Audience Reactions and Impact
Audience responses varied widely. Some tried to “win,” experimenting with intonation or volume to achieve a perceived correct response, seeking reward or recognition. Others delighted in the destructive humour of the falling bodies, although the initial amusement often gave way to reflection on vulnerability, consequence, and repetition (it’s funny until it isn’t). Moments of slapstick gradually transform into unease, mirroring the poem’s exploration of consequence and emotional ambiguity.

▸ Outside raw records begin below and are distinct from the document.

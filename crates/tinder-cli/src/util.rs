//! Small helpers shared by the CLI's subcommands.

use std::path::Path;
use std::process::ExitCode;

pub fn read_source(path: &Path) -> Result<String, ExitCode> {
    std::fs::read_to_string(path).map_err(|err| {
        eprintln!("{}: {err}", path.display());
        ExitCode::FAILURE
    })
}
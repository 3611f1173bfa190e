//! The Tinder lexical grammar, expressed as data for `tinder_core::peg`.
//!
//! The production compiler pipeline (`lexer` + `parser`) is a
//! hand-rolled recursive-descent implementation for speed and
//! line-oriented error reporting, but the atoms of Tinder's lexical
//! grammar are also expressible — and tested here — as a plain
//! `GrammarDef`, proving the PEG engine is a genuine reusable
//! component and not a special case the compiler hard-codes around.

use tinder_core::grammar::{GrammarDef, PegExpr, Rule, RuleKind};
use tinder_core::Interner;

/// Builds a `GrammarDef` describing Tinder's numeric and identifier
/// atoms, interning rule names into `interner`.
pub fn lexical_atoms(interner: &mut Interner) -> GrammarDef {
    let digit = interner.intern("digit");
    let digits = interner.intern("digits");
    let number = interner.intern("number");
    let ident_start = interner.intern("ident_start");
    let ident_char = interner.intern("ident_char");
    let identifier = interner.intern("identifier");

    let digit_choice = PegExpr::Choice("0123456789".chars().map(|c| PegExpr::Literal(c.to_string())).collect());
    let alpha_choice = |chars: &str| -> PegExpr {
        PegExpr::Choice(chars.chars().map(|c| PegExpr::Literal(c.to_string())).collect())
    };
    let ascii_alpha_underscore: String = ('a'..='z').chain('A'..='Z').chain(std::iter::once('_')).collect();
    let ascii_alnum_underscore: String =
        ('a'..='z').chain('A'..='Z').chain('0'..='9').chain(std::iter::once('_')).collect();

    GrammarDef {
        rules: vec![
            Rule { name: digit, kind: RuleKind::Hidden, expr: digit_choice.clone() },
            Rule {
                name: digits,
                kind: RuleKind::Inline,
                expr: PegExpr::OneOrMore(Box::new(PegExpr::RuleRef(digit))),
            },
            Rule {
                name: number,
                kind: RuleKind::Strict,
                expr: PegExpr::Sequence(vec![
                    PegExpr::RuleRef(digits),
                    PegExpr::Optional(Box::new(PegExpr::Sequence(vec![
                        PegExpr::Literal(".".into()),
                        PegExpr::RuleRef(digits),
                    ]))),
                ]),
            },
            Rule { name: ident_start, kind: RuleKind::Hidden, expr: alpha_choice(&ascii_alpha_underscore) },
            Rule { name: ident_char, kind: RuleKind::Hidden, expr: alpha_choice(&ascii_alnum_underscore) },
            Rule {
                name: identifier,
                kind: RuleKind::Strict,
                expr: PegExpr::Sequence(vec![
                    PegExpr::RuleRef(ident_start),
                    PegExpr::ZeroOrMore(Box::new(PegExpr::RuleRef(ident_char))),
                ]),
            },
        ],
    }
}

#[cfg(test)]
mod tests {
    use super::*;
    use tinder_core::peg::parse;

    #[test]
    fn number_rule_matches_decimal_literal() {
        let mut interner = Interner::new();
        let grammar = lexical_atoms(&mut interner);
        let number = interner.intern("number");
        let tree = parse(&grammar, number, "42.5").unwrap();
        assert_eq!(tree.end, 4);
    }

    #[test]
    fn identifier_rule_matches_underscored_name() {
        let mut interner = Interner::new();
        let grammar = lexical_atoms(&mut interner);
        let identifier = interner.intern("identifier");
        let tree = parse(&grammar, identifier, "__LINE__ rest").unwrap();
        assert_eq!(tree.end, 8);
    }

    #[test]
    fn identifier_rule_rejects_leading_digit() {
        let mut interner = Interner::new();
        let grammar = lexical_atoms(&mut interner);
        let identifier = interner.intern("identifier");
        assert!(parse(&grammar, identifier, "9abc").is_err());
    }
}
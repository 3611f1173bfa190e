use super::*;
use tinder_bytecode::expr::BinOp;
use tinder_core::Value;

#[test]
fn folds_pure_arithmetic_into_a_single_const() {
    let mut consts = ConstPool::new();
    let two = consts.intern(Value::Number(2.0));
    let three = consts.intern(Value::Number(3.0));
    let mut expr = Expr::BinOp(BinOp::Add, Box::new(Expr::Const(two)), Box::new(Expr::Const(three)));
    fold_expr(&mut expr, &mut consts);
    match expr {
        Expr::Const(c) => assert_eq!(*consts.get(c), Value::Number(5.0)),
        other => panic!("expected folded const, got {other:?}"),
    }
}

#[test]
fn leaves_identifier_reads_unfolded() {
    let mut consts = ConstPool::new();
    let one = consts.intern(Value::Number(1.0));
    let sym = tinder_core::Interner::new().intern("x");
    let mut expr = Expr::BinOp(BinOp::Add, Box::new(Expr::Identifier(sym)), Box::new(Expr::Const(one)));
    fold_expr(&mut expr, &mut consts);
    assert!(matches!(expr, Expr::BinOp(..)));
}

#[test]
fn leaves_division_by_zero_unfolded_for_the_vm_to_raise() {
    let mut consts = ConstPool::new();
    let n = consts.intern(Value::Number(1.0));
    let zero = consts.intern(Value::Number(0.0));
    let mut expr = Expr::BinOp(BinOp::Div, Box::new(Expr::Const(n)), Box::new(Expr::Const(zero)));
    fold_expr(&mut expr, &mut consts);
    assert!(matches!(expr, Expr::BinOp(..)));
}
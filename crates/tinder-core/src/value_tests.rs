use super::*;

#[test]
fn falsy_values() {
    assert!(!Value::None.is_truthy());
    assert!(!Value::Boolean(false).is_truthy());
    assert!(!Value::Number(0.0).is_truthy());
    assert!(!Value::String(String::new()).is_truthy());
    assert!(!Value::Sequence(vec![]).is_truthy());
    assert!(!Value::Mapping(vec![]).is_truthy());
}

#[test]
fn truthy_values() {
    assert!(Value::Number(-1.0).is_truthy());
    assert!(Value::String("0".into()).is_truthy());
    assert!(Value::Sequence(vec![Value::None]).is_truthy());
}

#[test]
fn numbers_compare_by_value() {
    assert!(Value::Number(1.0) < Value::Number(2.0));
}

#[test]
fn cross_kind_comparison_is_unordered() {
    assert_eq!(Value::Number(1.0).partial_cmp(&Value::String("1".into())), None);
}

#[test]
fn handles_compare_by_identity_not_kind_string_alone() {
    let a = Value::Handle(Handle { kind: "sprite".into(), id: 1 });
    let b = Value::Handle(Handle { kind: "sprite".into(), id: 2 });
    assert_ne!(a, b);
}
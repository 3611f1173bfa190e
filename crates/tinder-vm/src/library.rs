//! The host callable interface: a host-provided function receives
//! `(env, positional_args...)` and returns a Value or raises one of
//! the signal kinds.
//!
//! The core treats libraries as entirely opaque; it neither resolves
//! names against a catalog on its own nor enforces permissions — the
//! host's `Library` impl owns both.

use tinder_core::{Crucible, Value};

use crate::signal::StepOutcome;

/// What a library callable produced.
#[derive(Debug, Clone, PartialEq)]
pub enum CallOutcome {
    /// The call completed; the value replaces the call-site expression.
    Value(Value),
    /// The call itself is a suspension point: any `call` into a host
    /// function may itself raise one of these. The
    /// enclosing instruction's `StepOutcome` becomes this signal
    /// verbatim; any partial expression around the call is discarded,
    /// since Tinder expressions have no resumable mid-evaluation
    /// state — the host re-enters at the next line, not mid-expression.
    Signal(StepOutcome),
}

/// A host-supplied catalog of callables, keyed by the flat dotted name
/// written in the script (`math.sqrt`, `login.attempt`, ...).
pub trait Library {
    fn call(&mut self, crucible: &mut Crucible, name: &str, args: Vec<Value>) -> CallOutcome;

    /// Whether `name` is safe for the compiler to fold at compile
    /// time: library functions are foldable only if the host marks
    /// them statically-safe. `tinder-vm`
    /// itself never consults this — it is read by the compiler, which
    /// does not have a running `Library` to ask, so a host wanting
    /// folding wires this catalog in at compile time via its own
    /// glue. Defaults to `false`: nothing folds unless a host opts in.
    fn is_pure(&self, name: &str) -> bool {
        let _ = name;
        false
    }
}

/// A `Library` with no callables, for scripts and tests that never
/// call out to the host.
#[derive(Debug, Default)]
pub struct EmptyLibrary;

impl Library for EmptyLibrary {
    fn call(&mut self, _crucible: &mut Crucible, name: &str, _args: Vec<Value>) -> CallOutcome {
        CallOutcome::Signal(StepOutcome::Fatal(crate::error::RuntimeError::UnknownCallable(name.to_string())))
    }
}
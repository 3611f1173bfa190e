use super::*;

#[test]
fn crate_root_reexports_are_usable() {
    let mut c = Crucible::new();
    c.set("x", Value::Number(1.0)).unwrap();
    assert_eq!(c.get("x"), Some(&Value::Number(1.0)));

    let mut interner = Interner::new();
    let sym: Symbol = interner.intern("x");
    assert_eq!(interner.resolve(sym), "x");
}
//! Invariant checks excluded from coverage reports.

#![cfg_attr(coverage_nightly, coverage(off))]

use crate::crucible::Crucible;

impl Crucible {
    /// Panics if the root frame has been popped past. Only ever called
    /// from debug assertions in the runtime crate, never from script
    /// execution paths.
    pub(crate) fn assert_not_empty(&self) {
        assert!(self.depth() >= 1, "Crucible: root frame missing, this is a bug");
    }
}

#[cfg(test)]
mod tests {
    use super::*;

    #[test]
    fn fresh_crucible_passes_the_invariant() {
        Crucible::new().assert_not_empty();
    }
}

Through this installation, participants encounter a tangible representation of fragility and relationality: each digital body is vulnerable, anonymous, and fleeting, yet it accumulates to form a collective, shifting landscape. The work demonstrates how embodied, interactive experiences can translate literary themes into perceptible, affective forms, encouraging reflection on human emotion, agency, and the responsibilities inherent in our interactions.
Reflections
The First Lesson highlights the importance of open-ended, exploratory R&D, showing how dance, movement, and technological experimentation with multiple participants can inform and enrich an interactive digital artefact. The process underscored the value of co-creation in generating nuanced, emotionally resonant experiences, and continues to influence my current explorations of VR, emergent choreography, and audience participation.